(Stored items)
★ ★ ★ ★
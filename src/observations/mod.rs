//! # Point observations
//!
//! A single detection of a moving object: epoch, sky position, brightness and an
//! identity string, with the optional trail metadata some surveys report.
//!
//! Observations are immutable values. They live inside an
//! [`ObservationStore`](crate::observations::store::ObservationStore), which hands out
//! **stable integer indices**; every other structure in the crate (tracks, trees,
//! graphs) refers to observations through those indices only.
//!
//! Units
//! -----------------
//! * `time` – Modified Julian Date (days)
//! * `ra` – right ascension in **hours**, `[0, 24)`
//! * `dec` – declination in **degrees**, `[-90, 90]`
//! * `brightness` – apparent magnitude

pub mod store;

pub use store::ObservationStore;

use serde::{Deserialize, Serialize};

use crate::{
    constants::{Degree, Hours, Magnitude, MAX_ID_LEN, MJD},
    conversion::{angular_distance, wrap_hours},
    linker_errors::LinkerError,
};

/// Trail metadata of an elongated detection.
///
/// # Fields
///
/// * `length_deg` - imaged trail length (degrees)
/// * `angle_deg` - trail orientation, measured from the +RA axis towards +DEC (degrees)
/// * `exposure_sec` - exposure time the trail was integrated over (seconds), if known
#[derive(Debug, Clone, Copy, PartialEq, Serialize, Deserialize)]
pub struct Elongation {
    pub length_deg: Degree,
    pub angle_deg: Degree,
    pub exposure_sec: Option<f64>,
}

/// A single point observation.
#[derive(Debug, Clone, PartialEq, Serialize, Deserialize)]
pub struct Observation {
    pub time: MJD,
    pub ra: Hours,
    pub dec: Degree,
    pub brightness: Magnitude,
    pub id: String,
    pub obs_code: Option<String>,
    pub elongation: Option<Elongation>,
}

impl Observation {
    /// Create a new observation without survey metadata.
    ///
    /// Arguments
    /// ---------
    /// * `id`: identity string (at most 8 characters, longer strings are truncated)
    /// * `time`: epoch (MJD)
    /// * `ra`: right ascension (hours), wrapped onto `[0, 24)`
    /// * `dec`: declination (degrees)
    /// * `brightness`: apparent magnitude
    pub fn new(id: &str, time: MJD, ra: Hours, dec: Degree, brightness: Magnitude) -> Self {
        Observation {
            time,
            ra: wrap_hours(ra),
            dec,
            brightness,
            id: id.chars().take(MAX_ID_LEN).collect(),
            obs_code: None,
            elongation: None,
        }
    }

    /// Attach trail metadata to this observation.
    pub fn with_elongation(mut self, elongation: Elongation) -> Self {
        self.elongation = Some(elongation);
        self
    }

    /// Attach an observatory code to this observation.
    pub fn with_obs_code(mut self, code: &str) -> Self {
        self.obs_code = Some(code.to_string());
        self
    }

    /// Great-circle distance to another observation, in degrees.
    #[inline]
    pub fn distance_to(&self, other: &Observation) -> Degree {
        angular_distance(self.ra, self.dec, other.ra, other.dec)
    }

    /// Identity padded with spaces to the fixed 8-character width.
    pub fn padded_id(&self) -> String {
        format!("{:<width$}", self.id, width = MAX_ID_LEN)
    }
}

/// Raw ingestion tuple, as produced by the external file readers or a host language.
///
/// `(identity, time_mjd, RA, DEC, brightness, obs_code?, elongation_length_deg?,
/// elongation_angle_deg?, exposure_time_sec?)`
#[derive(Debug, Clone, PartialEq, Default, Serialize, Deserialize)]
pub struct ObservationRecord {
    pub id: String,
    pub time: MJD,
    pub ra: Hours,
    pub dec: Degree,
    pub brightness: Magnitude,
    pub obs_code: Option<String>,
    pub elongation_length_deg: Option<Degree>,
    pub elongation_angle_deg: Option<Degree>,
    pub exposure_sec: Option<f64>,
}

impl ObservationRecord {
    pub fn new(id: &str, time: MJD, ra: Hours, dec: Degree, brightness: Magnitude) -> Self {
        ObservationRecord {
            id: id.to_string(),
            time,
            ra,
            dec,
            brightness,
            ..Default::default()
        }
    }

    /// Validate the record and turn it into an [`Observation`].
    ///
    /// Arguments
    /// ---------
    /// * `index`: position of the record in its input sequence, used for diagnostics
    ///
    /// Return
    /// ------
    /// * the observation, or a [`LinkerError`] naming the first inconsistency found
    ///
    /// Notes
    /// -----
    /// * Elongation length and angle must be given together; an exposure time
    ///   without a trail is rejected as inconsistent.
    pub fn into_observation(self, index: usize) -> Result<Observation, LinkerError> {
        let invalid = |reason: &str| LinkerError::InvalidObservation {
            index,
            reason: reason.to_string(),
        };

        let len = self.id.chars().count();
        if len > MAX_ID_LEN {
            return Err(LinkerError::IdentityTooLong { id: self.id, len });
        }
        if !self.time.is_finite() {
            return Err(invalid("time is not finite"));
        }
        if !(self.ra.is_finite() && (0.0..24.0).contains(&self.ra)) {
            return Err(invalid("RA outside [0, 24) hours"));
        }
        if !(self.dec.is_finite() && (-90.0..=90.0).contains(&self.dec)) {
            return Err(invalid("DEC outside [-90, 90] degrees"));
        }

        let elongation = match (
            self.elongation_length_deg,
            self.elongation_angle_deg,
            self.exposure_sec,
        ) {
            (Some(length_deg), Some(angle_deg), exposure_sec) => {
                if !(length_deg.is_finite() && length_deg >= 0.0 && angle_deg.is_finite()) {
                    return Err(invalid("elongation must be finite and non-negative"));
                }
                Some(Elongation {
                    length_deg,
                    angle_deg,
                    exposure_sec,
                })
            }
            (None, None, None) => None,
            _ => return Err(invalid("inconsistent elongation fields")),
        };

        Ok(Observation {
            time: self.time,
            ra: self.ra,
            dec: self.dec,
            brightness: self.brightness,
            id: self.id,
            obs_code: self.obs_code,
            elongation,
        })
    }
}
★ ★ ★ ★
• [What to do]: From the records above, return each line where "ObservationRecord" occurs.

• [Final answer]:
pub struct ObservationRecord {
impl ObservationRecord {
        ObservationRecord {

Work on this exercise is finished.